### Exercise instructions
Each line of the records below that holds "normalized" should be returned.

[Opening Material for this exercise section]

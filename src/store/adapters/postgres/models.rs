//! Row types returned by raw document store queries.

use diesel::prelude::*;
use diesel::sql_types::{Jsonb, Text, Uuid as SqlUuid};
use serde_json::Value;

/// A stored or materialized document.
#[derive(Debug, Clone, QueryableByName)]
pub(super) struct DocumentRow {
    #[diesel(sql_type = Jsonb)]
    pub(super) document: Value,
}

/// A collection row with its key, used for read-modify-write updates.
#[derive(Debug, Clone, QueryableByName)]
pub(super) struct KeyedDocumentRow {
    #[diesel(sql_type = SqlUuid)]
    pub(super) id: uuid::Uuid,
    #[diesel(sql_type = Jsonb)]
    pub(super) document: Value,
}

/// Catalog entry from `pg_class`.
#[derive(Debug, Clone, QueryableByName)]
pub(super) struct NamespaceRow {
    #[diesel(sql_type = Text)]
    pub(super) name: String,
    #[diesel(sql_type = Text)]
    pub(super) relkind: String,
}
//! Roles held by team members.

use super::ParseRoleError;
use serde::{Deserialize, Serialize};

/// Role of a team member, either account-wide or as a per-team annotation.
#[derive(Debug, Clone, Copy, PartialEq, Eq, Hash, Serialize, Deserialize)]
#[serde(rename_all = "snake_case")]
pub enum Role {
    /// Works on assigned tasks.
    Developer,
    /// Coordinates a team's developers.
    TeamLead,
    /// Owns teams and their task backlog.
    ProjectManager,
    /// Administers every team.
    SuperAdmin,
}

impl Role {
    /// Returns the canonical storage representation.
    #[must_use]
    pub const fn as_str(self) -> &'static str {
        match self {
            Self::Developer => "developer",
            Self::TeamLead => "team_lead",
            Self::ProjectManager => "project_manager",
            Self::SuperAdmin => "super_admin",
        }
    }
}

impl TryFrom<&str> for Role {
    type Error = ParseRoleError;

    fn try_from(value: &str) -> Result<Self, Self::Error> {
        let normalized = value.trim().to_ascii_lowercase();
        match normalized.as_str() {
            "developer" => Ok(Self::Developer),
            "team_lead" => Ok(Self::TeamLead),
            "project_manager" => Ok(Self::ProjectManager),
            "super_admin" => Ok(Self::SuperAdmin),
            _ => Err(ParseRoleError(value.to_owned())),
        }
    }
}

[Closing Material for this exercise section]

### Response for this exercise
        let normalized = value.trim().to_ascii_lowercase();
        match normalized.as_str() {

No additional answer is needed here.